## The input
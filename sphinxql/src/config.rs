// Copyright 2025 StrongDM Inc
// SPDX-License-Identifier: Apache-2.0

use std::env;
use std::path::PathBuf;

use crate::conf::DatabaseVendor;
use crate::error::Result;

/// Runtime settings for talking to searchd and laying out index files.
#[derive(Debug, Clone)]
pub struct Config {
    pub searchd_addr: String,
    pub data_dir: PathBuf,
    pub default_limit: u64,
}

impl Config {
    pub fn from_env() -> Self {
        let searchd_addr =
            env::var("SPHINXQL_SEARCHD").unwrap_or_else(|_| "127.0.0.1:9306".to_string());
        let data_dir = env::var("SPHINXQL_DATA_DIR").unwrap_or_else(|_| "./sphinx".to_string());
        let default_limit = env::var("SPHINXQL_DEFAULT_LIMIT")
            .ok()
            .and_then(|v| v.parse().ok())
            .unwrap_or(1000);
        Self {
            searchd_addr,
            data_dir: PathBuf::from(data_dir),
            default_limit,
        }
    }
}

impl Default for Config {
    fn default() -> Self {
        Self {
            searchd_addr: "127.0.0.1:9306".to_string(),
            data_dir: PathBuf::from("./sphinx"),
            default_limit: 1000,
        }
    }
}

/// Connection settings for the relational database the indexer reads from.
#[derive(Debug, Clone)]
pub struct DatabaseSettings {
    pub vendor: DatabaseVendor,
    pub host: String,
    pub port: u16,
    pub user: String,
    pub password: String,
    pub name: String,
}

impl DatabaseSettings {
    pub fn from_env() -> Result<Self> {
        let vendor = env::var("SPHINXQL_DB_VENDOR").unwrap_or_else(|_| "postgresql".to_string());
        let vendor = DatabaseVendor::from_vendor_string(&vendor)?;
        let port = env::var("SPHINXQL_DB_PORT")
            .ok()
            .and_then(|v| v.parse().ok())
            .unwrap_or_else(|| vendor.default_port());
        Ok(Self {
            vendor,
            host: env::var("SPHINXQL_DB_HOST").unwrap_or_else(|_| "127.0.0.1".to_string()),
            port,
            user: env::var("SPHINXQL_DB_USER").unwrap_or_else(|_| "sphinx".to_string()),
            password: env::var("SPHINXQL_DB_PASSWORD").unwrap_or_default(),
            name: env::var("SPHINXQL_DB_NAME").unwrap_or_else(|_| "sphinx".to_string()),
        })
    }
}
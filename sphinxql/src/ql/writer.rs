// Copyright 2025 StrongDM Inc
// SPDX-License-Identifier: Apache-2.0

//! Rendering of SphinxQL `SELECT` statements from accumulated query state.

use std::fmt::Write;
use std::sync::OnceLock;

use regex::Regex;

use super::ast::{Expr, Match, Operator, SortKey, SortOrder};

/// Characters with query-syntax meaning inside `MATCH('...')`.
///
/// Single quotes are not in this class: they are escaped separately so the
/// match text cannot terminate the surrounding string literal.
fn match_metachars() -> &'static Regex {
    static RE: OnceLock<Regex> = OnceLock::new();
    RE.get_or_init(|| Regex::new(r#"[\\()|\-!@~"&/^$<=>]"#).expect("valid regex"))
}

/// Backslash-escape Sphinx extended-query-syntax metacharacters so user
/// text is matched verbatim.
pub fn escape_match(text: &str) -> String {
    let escaped = match_metachars().replace_all(text, r"\$0");
    escaped.replace('\'', r"\'")
}

/// A fully-accumulated statement, ready to render.
#[derive(Debug, Clone)]
pub struct SelectStatement<'a> {
    pub index: &'a str,
    pub match_clause: &'a Match,
    pub predicate: Option<&'a Expr>,
    pub sort_keys: &'a [SortKey],
    pub offset: u64,
    pub limit: u64,
}

impl SelectStatement<'_> {
    /// Render `SELECT * FROM ...`.
    pub fn to_sql(&self) -> String {
        self.render("*", true)
    }

    /// Render the `SELECT COUNT(*)` form of the same statement. Ordering
    /// and limits are dropped; they cannot change the count.
    pub fn to_count_sql(&self) -> String {
        self.render("COUNT(*)", false)
    }

    fn render(&self, projection: &str, with_order_and_limit: bool) -> String {
        let mut sql = format!("SELECT {} FROM {}", projection, self.index);

        let mut clauses: Vec<String> = Vec::new();
        if !self.match_clause.is_empty() {
            // MATCH must come first; searchd rejects any other ordering.
            clauses.push(format!("MATCH('{}')", self.match_clause.text()));
        }
        if let Some(expr) = self.predicate {
            // When joined to MATCH with AND, a top-level OR must keep its
            // parentheses or rows escape the full-text clause.
            clauses.push(write_expr(expr, !clauses.is_empty()));
        }
        if !clauses.is_empty() {
            let _ = write!(sql, " WHERE {}", clauses.join(" AND "));
        }

        if with_order_and_limit {
            if !self.sort_keys.is_empty() {
                let keys: Vec<String> = self.sort_keys.iter().map(write_sort_key).collect();
                let _ = write!(sql, " ORDER BY {}", keys.join(", "));
            }
            let _ = write!(sql, " LIMIT {}, {}", self.offset, self.limit);
        }

        sql
    }
}

fn write_sort_key(key: &SortKey) -> String {
    match key {
        SortKey::Column { name, order } => format!("{} {}", name, write_order(*order)),
        SortKey::Weight { order } => format!("WEIGHT() {}", write_order(*order)),
    }
}

fn write_order(order: SortOrder) -> &'static str {
    match order {
        SortOrder::Asc => "ASC",
        SortOrder::Desc => "DESC",
    }
}

/// Render a predicate. `nested` controls parenthesization: boolean
/// combinations are wrapped only when they appear inside another
/// expression.
fn write_expr(expr: &Expr, nested: bool) -> String {
    match expr {
        Expr::And { left, right } => {
            let body = format!("{} AND {}", write_expr(left, true), write_expr(right, true));
            if nested {
                format!("({body})")
            } else {
                body
            }
        }
        Expr::Or { left, right } => {
            let body = format!("{} OR {}", write_expr(left, true), write_expr(right, true));
            if nested {
                format!("({body})")
            } else {
                body
            }
        }
        Expr::Not { inner } => format!("NOT ({})", write_expr(inner, false)),
        Expr::Comparison {
            column,
            operator,
            value,
        } => format!("{} {} {}", column, operator.as_str(), value.literal()),
        Expr::InList { column, values } => {
            let list: Vec<String> = values.iter().map(|v| v.literal()).collect();
            format!("{} {} ({})", column, Operator::In.as_str(), list.join(", "))
        }
        Expr::Between { column, low, high } => format!(
            "{} {} {} AND {}",
            column,
            Operator::Between.as_str(),
            low.literal(),
            high.literal()
        ),
    }
}

#[cfg(test)]
mod tests {
    use super::*;
    use crate::ql::ast::col;

    fn stmt<'a>(m: &'a Match, predicate: Option<&'a Expr>, keys: &'a [SortKey]) -> String {
        SelectStatement {
            index: "document_index",
            match_clause: m,
            predicate,
            sort_keys: keys,
            offset: 0,
            limit: 1000,
        }
        .to_sql()
    }

    #[test]
    fn test_bare_select() {
        let m = Match::default();
        assert_eq!(
            stmt(&m, None, &[]),
            "SELECT * FROM document_index LIMIT 0, 1000"
        );
    }

    #[test]
    fn test_match_precedes_predicate() {
        let mut m = Match::default();
        m.push_escaped("hello");
        let expr = col("number").gt(2);
        assert_eq!(
            stmt(&m, Some(&expr), &[]),
            "SELECT * FROM document_index WHERE MATCH('hello') AND number > 2 LIMIT 0, 1000"
        );
    }

    #[test]
    fn test_in_list_and_order() {
        let m = Match::default();
        let expr = col("number").in_list([2, 4, 6]);
        let keys = [SortKey::asc("number"), SortKey::weight()];
        assert_eq!(
            stmt(&m, Some(&expr), &keys),
            "SELECT * FROM document_index WHERE number IN (2, 4, 6) \
             ORDER BY number ASC, WEIGHT() DESC LIMIT 0, 1000"
        );
    }

    #[test]
    fn test_or_predicate_parenthesized_next_to_match() {
        let mut m = Match::default();
        m.push_escaped("hello");
        let expr = col("a").eq(1).or(col("b").eq(2));
        assert_eq!(
            stmt(&m, Some(&expr), &[]),
            "SELECT * FROM document_index WHERE MATCH('hello') AND (a = 1 OR b = 2) LIMIT 0, 1000"
        );
        let count = SelectStatement {
            index: "document_index",
            match_clause: &m,
            predicate: Some(&expr),
            sort_keys: &[],
            offset: 0,
            limit: 1000,
        }
        .to_count_sql();
        assert_eq!(
            count,
            "SELECT COUNT(*) FROM document_index WHERE MATCH('hello') AND (a = 1 OR b = 2)"
        );
    }

    #[test]
    fn test_lone_or_predicate_stays_flat() {
        let m = Match::default();
        let expr = col("a").eq(1).or(col("b").eq(2));
        assert_eq!(
            stmt(&m, Some(&expr), &[]),
            "SELECT * FROM document_index WHERE a = 1 OR b = 2 LIMIT 0, 1000"
        );
    }

    #[test]
    fn test_nested_boolean_parenthesization() {
        let m = Match::default();
        let expr = col("a").eq(1).or(col("b").eq(2)).and(col("c").eq(3));
        assert_eq!(
            stmt(&m, Some(&expr), &[]),
            "SELECT * FROM document_index WHERE (a = 1 OR b = 2) AND c = 3 LIMIT 0, 1000"
        );
    }

    #[test]
    fn test_between_and_not() {
        let m = Match::default();
        let expr = col("number").between(1, 3).not();
        assert_eq!(
            stmt(&m, Some(&expr), &[]),
            "SELECT * FROM document_index WHERE NOT (number BETWEEN 1 AND 3) LIMIT 0, 1000"
        );
    }

    #[test]
    fn test_count_drops_order_and_limit() {
        let m = Match::default();
        let expr = col("number").gt(2);
        let sql = SelectStatement {
            index: "document_index",
            match_clause: &m,
            predicate: Some(&expr),
            sort_keys: &[SortKey::asc("number")],
            offset: 10,
            limit: 5,
        }
        .to_count_sql();
        assert_eq!(
            sql,
            "SELECT COUNT(*) FROM document_index WHERE number > 2"
        );
    }

    #[test]
    fn test_escape_match_metachars() {
        assert_eq!(escape_match("hello@world"), r"hello\@world");
        assert_eq!(escape_match(r#"a "quoted" -term"#), r#"a \"quoted\" \-term"#);
        assert_eq!(escape_match("it's"), r"it\'s");
        assert_eq!(escape_match(r"back\slash"), r"back\\slash");
    }

    #[test]
    fn test_string_predicate_quoting() {
        let m = Match::default();
        let expr = col("summary").eq("it's fine");
        assert_eq!(
            stmt(&m, Some(&expr), &[]),
            r"SELECT * FROM document_index WHERE summary = 'it\'s fine' LIMIT 0, 1000"
        );
    }
}
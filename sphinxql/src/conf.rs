// Copyright 2025 StrongDM Inc
// SPDX-License-Identifier: Apache-2.0

//! `sphinx.conf` generation: one `source`/`index` block pair per declared
//! index, plus `indexer` and `searchd` sections, fed from the relational
//! database the indexer reads.

use std::fmt::Write as _;
use std::path::Path;
use std::sync::Arc;

use serde::{Deserialize, Serialize};

use crate::config::{Config, DatabaseSettings};
use crate::error::{Result, SphinxError};
use crate::schema::IndexSchema;

/// The database vendors Sphinx can index from.
#[derive(Debug, Clone, Copy, PartialEq, Eq, Serialize, Deserialize)]
#[serde(rename_all = "snake_case")]
pub enum DatabaseVendor {
    Postgres,
    Mysql,
}

impl DatabaseVendor {
    /// Parse the framework-style vendor string (`postgresql`, `mysql`).
    pub fn from_vendor_string(vendor: &str) -> Result<Self> {
        match vendor {
            "postgresql" => Ok(Self::Postgres),
            "mysql" => Ok(Self::Mysql),
            other => Err(SphinxError::UnsupportedVendor(other.to_string())),
        }
    }

    /// The `type` value in a sphinx source block.
    pub fn sphinx_type(self) -> &'static str {
        match self {
            Self::Postgres => "pgsql",
            Self::Mysql => "mysql",
        }
    }

    pub fn default_port(self) -> u16 {
        match self {
            Self::Postgres => 5432,
            Self::Mysql => 3306,
        }
    }

    /// Quote a SQL identifier for this vendor.
    pub fn quote_ident(self, ident: &str) -> String {
        match self {
            Self::Postgres => format!("\"{ident}\""),
            Self::Mysql => format!("`{ident}`"),
        }
    }

    /// An expression casting a hex CHAR primary-key column to the integer
    /// document id Sphinx requires. Used to build `sql_query` overrides for
    /// tables whose primary key is not numeric.
    pub fn hex_pk_cast(self, column: &str) -> String {
        match self {
            Self::Postgres => {
                format!("CAST(CAST(CONCAT('x', {column}) AS BIT(32)) AS INT)")
            }
            Self::Mysql => format!("CONV({column}, 16, 10)"),
        }
    }
}

/// Renders the complete configuration for a set of indexes.
#[derive(Debug, Clone)]
pub struct SphinxConf {
    config: Config,
    db: DatabaseSettings,
    indexes: Vec<Arc<IndexSchema>>,
}

impl SphinxConf {
    pub fn new(config: Config, db: DatabaseSettings) -> Self {
        Self {
            config,
            db,
            indexes: Vec::new(),
        }
    }

    pub fn register(&mut self, index: Arc<IndexSchema>) {
        self.indexes.push(index);
    }

    /// The generated `sql_query` for an index, unless the schema overrides
    /// it: primary key first, then every declared column in order, aliased
    /// to its attribute name where the two differ.
    pub fn sql_query(&self, index: &IndexSchema) -> String {
        if let Some(query) = &index.source_options().sql_query {
            return query.clone();
        }
        let vendor = self.db.vendor;
        let mut columns = vec![vendor.quote_ident(index.pk_column())];
        for field in index.fields() {
            let column = vendor.quote_ident(&field.model_attr);
            if field.model_attr == field.name {
                columns.push(column);
            } else {
                columns.push(format!("{} AS {}", column, vendor.quote_ident(&field.name)));
            }
        }
        format!(
            "SELECT {} FROM {}",
            columns.join(", "),
            vendor.quote_ident(index.table())
        )
    }

    fn render_source(&self, index: &IndexSchema, out: &mut String) {
        let _ = writeln!(out, "source {}\n{{", index.name());
        let _ = writeln!(out, "    type = {}", self.db.vendor.sphinx_type());
        let _ = writeln!(out, "    sql_host = {}", self.db.host);
        let _ = writeln!(out, "    sql_port = {}", self.db.port);
        let _ = writeln!(out, "    sql_user = {}", self.db.user);
        let _ = writeln!(out, "    sql_pass = {}", self.db.password);
        let _ = writeln!(out, "    sql_db = {}", self.db.name);
        let _ = writeln!(out, "    sql_query = {}", self.sql_query(index));
        for field in index.fields() {
            if let Some(directive) = field.kind.conf_directive() {
                let _ = writeln!(out, "    {} = {}", directive, field.name);
            }
        }
        let _ = writeln!(out, "}}\n");
    }

    fn render_index(&self, index: &IndexSchema, out: &mut String) {
        let path = self.config.data_dir.join(index.name());
        let _ = writeln!(out, "index {}\n{{", index.name());
        let _ = writeln!(out, "    source = {}", index.name());
        let _ = writeln!(out, "    path = {}", path.display());
        let _ = writeln!(out, "}}\n");
    }

    /// Render the full `sphinx.conf` text.
    pub fn render(&self) -> String {
        let mut out = String::new();
        for index in &self.indexes {
            self.render_source(index, &mut out);
            self.render_index(index, &mut out);
        }

        let _ = writeln!(out, "indexer\n{{");
        let _ = writeln!(out, "    mem_limit = 256M");
        let _ = writeln!(out, "}}\n");

        let _ = writeln!(out, "searchd\n{{");
        let _ = writeln!(
            out,
            "    listen = {}:mysql41",
            self.config.searchd_addr
        );
        let _ = writeln!(
            out,
            "    pid_file = {}",
            self.config.data_dir.join("searchd.pid").display()
        );
        let _ = writeln!(
            out,
            "    log = {}",
            self.config.data_dir.join("searchd.log").display()
        );
        let _ = writeln!(
            out,
            "    query_log = {}",
            self.config.data_dir.join("query.log").display()
        );
        let _ = writeln!(out, "}}");
        out
    }

    /// Render and write `sphinx.conf` at `path`.
    pub fn write_to(&self, path: &Path) -> Result<()> {
        std::fs::write(path, self.render())?;
        tracing::info!(
            indexes = self.indexes.len(),
            path = %path.display(),
            "wrote sphinx.conf"
        );
        Ok(())
    }
}

#[cfg(test)]
mod tests {
    use super::*;
    use crate::fields::Field;

    fn settings(vendor: DatabaseVendor) -> DatabaseSettings {
        DatabaseSettings {
            vendor,
            host: "127.0.0.1".to_string(),
            port: vendor.default_port(),
            user: "sphinx".to_string(),
            password: String::new(),
            name: "sphinx".to_string(),
        }
    }

    fn document_index() -> Arc<IndexSchema> {
        Arc::new(
            IndexSchema::builder("document_index", "queryset_document")
                .field(Field::string("summary", "summary"))
                .field(Field::indexed_string("text", "text"))
                .field(Field::date("date", "date"))
                .field(Field::integer("number", "number"))
                .build()
                .unwrap(),
        )
    }

    #[test]
    fn test_vendor_parsing() {
        assert_eq!(
            DatabaseVendor::from_vendor_string("postgresql").unwrap(),
            DatabaseVendor::Postgres
        );
        assert_eq!(
            DatabaseVendor::from_vendor_string("mysql").unwrap(),
            DatabaseVendor::Mysql
        );
        assert!(matches!(
            DatabaseVendor::from_vendor_string("sqlite").unwrap_err(),
            SphinxError::UnsupportedVendor(_)
        ));
    }

    #[test]
    fn test_hex_pk_cast_per_vendor() {
        assert_eq!(
            DatabaseVendor::Postgres.hex_pk_cast("id"),
            "CAST(CAST(CONCAT('x', id) AS BIT(32)) AS INT)"
        );
        assert_eq!(DatabaseVendor::Mysql.hex_pk_cast("id"), "CONV(id, 16, 10)");
    }

    #[test]
    fn test_generated_sql_query_postgres() {
        let conf = SphinxConf::new(Config::default(), settings(DatabaseVendor::Postgres));
        assert_eq!(
            conf.sql_query(&document_index()),
            r#"SELECT "id", "summary", "text", "date", "number" FROM "queryset_document""#
        );
    }

    #[test]
    fn test_generated_sql_query_mysql_with_alias() {
        let index = Arc::new(
            IndexSchema::builder("char_pk_index", "queryset_charprimarykeydocument")
                .field(Field::string("uid", "id"))
                .field(Field::text("text", "text"))
                .build()
                .unwrap(),
        );
        let conf = SphinxConf::new(Config::default(), settings(DatabaseVendor::Mysql));
        assert_eq!(
            conf.sql_query(&index),
            "SELECT `id`, `id` AS `uid`, `text` FROM `queryset_charprimarykeydocument`"
        );
    }

    #[test]
    fn test_sql_query_override_wins() {
        let index = Arc::new(
            IndexSchema::builder("char_pk_index", "queryset_charprimarykeydocument")
                .field(Field::string("uid", "id"))
                .field(Field::text("text", "text"))
                .sql_query("SELECT CONV(id, 16, 10) AS id, id AS uid, `text` FROM queryset_charprimarykeydocument")
                .build()
                .unwrap(),
        );
        let conf = SphinxConf::new(Config::default(), settings(DatabaseVendor::Mysql));
        assert!(conf.sql_query(&index).starts_with("SELECT CONV(id, 16, 10)"));
    }

    #[test]
    fn test_source_block_directives() {
        let mut conf = SphinxConf::new(Config::default(), settings(DatabaseVendor::Postgres));
        conf.register(document_index());
        let text = conf.render();
        assert!(text.contains("source document_index"));
        assert!(text.contains("    type = pgsql"));
        assert!(text.contains("    sql_attr_string = summary"));
        assert!(text.contains("    sql_field_string = text"));
        assert!(text.contains("    sql_attr_timestamp = date"));
        assert!(text.contains("    sql_attr_bigint = number"));
        assert!(text.contains("index document_index"));
        assert!(text.contains("listen = 127.0.0.1:9306:mysql41"));
    }
}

## What you are asked to do
Could you copy every line in the records that holds "impl"?

## Answer for this exercise
impl Config {
impl Default for Config {
impl DatabaseSettings {
impl SelectStatement<'_> {
impl DatabaseVendor {
impl SphinxConf {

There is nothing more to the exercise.